● **Exercise requirements**
Which lines run from the one containing "u8::from_str_radix(&hex[i..i + 2], 16).map_err(|_|" to the end of the entries? Quote them exactly, and nothing else.

● **Data to examine**

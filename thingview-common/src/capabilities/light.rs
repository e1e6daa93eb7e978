use core::{fmt::Display, str::FromStr};

/// Red, green, blue, each 0-255. Written as `#rrggbb` on the wire.
#[derive(Debug, Clone, Copy, PartialEq, Eq, Hash)]
pub struct Color {
    pub r: u8,
    pub g: u8,
    pub b: u8,
}

impl FromStr for Color {
    type Err = &'static str;

    fn from_str(s: &str) -> Result<Self, Self::Err> {
        let hex = s.strip_prefix('#').ok_or("color must start with #")?;

        if hex.len() != 6 || !hex.is_ascii() {
            return Err("color must be #rrggbb");
        }

        let channel = |i: usize| {
            u8::from_str_radix(&hex[i..i + 2], 16).map_err(|_| "color must be hexadecimal")
        };

        Ok(Color { r: channel(0)?, g: channel(2)?, b: channel(4)? })
    }
}

impl Display for Color {
    fn fmt(&self, f: &mut core::fmt::Formatter<'_>) -> core::fmt::Result {
        write!(f, "#{:02x}{:02x}{:02x}", self.r, self.g, self.b)
    }
}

● **Finished exercise**
            u8::from_str_radix(&hex[i..i + 2], 16).map_err(|_| "color must be hexadecimal")
        };

        Ok(Color { r: channel(0)?, g: channel(2)?, b: channel(4)? })
    }
}

impl Display for Color {
    fn fmt(&self, f: &mut core::fmt::Formatter<'_>) -> core::fmt::Result {
        write!(f, "#{:02x}{:02x}{:02x}", self.r, self.g, self.b)
    }
}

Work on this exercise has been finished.